Top of Given data
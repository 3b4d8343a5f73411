pub mod approval;
pub mod customer;
pub mod dso_metric;
pub mod invoice;
pub mod outcome;
pub mod recommendation;

pub use approval::{Approval, ApprovalAction};
pub use customer::{AccountHealth, Customer, PaymentRecord, Source};
pub use dso_metric::DsoMetric;
pub use invoice::{Invoice, InvoiceStatus};
pub use outcome::{CollectionOutcome, CustomerResponse, OutcomeRecord};
pub use recommendation::{Recommendation, RecommendationStatus, RiskLevel, Strategy};

/// Default page size for list endpoints.
pub const DEFAULT_LIMIT: i64 = 50;

/// Upper bound on any list endpoint page size.
pub const MAX_LIMIT: i64 = 500;

/// Clamps an optional caller-supplied limit into `1..=MAX_LIMIT`.
pub fn clamp_limit(limit: Option<i64>) -> i64 {
    limit.unwrap_or(DEFAULT_LIMIT).clamp(1, MAX_LIMIT)
}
Bottom of Given data
* Exercise details *
Write the complete data out, exactly as above.

* Response to this exercise *
repository 3b4d8343a5f73411
pub mod approval;
pub mod customer;
pub mod dso_metric;
pub mod invoice;
pub mod outcome;
pub mod recommendation;

pub use approval::{Approval, ApprovalAction};
pub use customer::{AccountHealth, Customer, PaymentRecord, Source};
pub use dso_metric::DsoMetric;
pub use invoice::{Invoice, InvoiceStatus};
pub use outcome::{CollectionOutcome, CustomerResponse, OutcomeRecord};
pub use recommendation::{Recommendation, RecommendationStatus, RiskLevel, Strategy};

/// Default page size for list endpoints.
pub const DEFAULT_LIMIT: i64 = 50;

/// Upper bound on any list endpoint page size.
pub const MAX_LIMIT: i64 = 500;

/// Clamps an optional caller-supplied limit into `1..=MAX_LIMIT`.
pub fn clamp_limit(limit: Option<i64>) -> i64 {
    limit.unwrap_or(DEFAULT_LIMIT).clamp(1, MAX_LIMIT)
}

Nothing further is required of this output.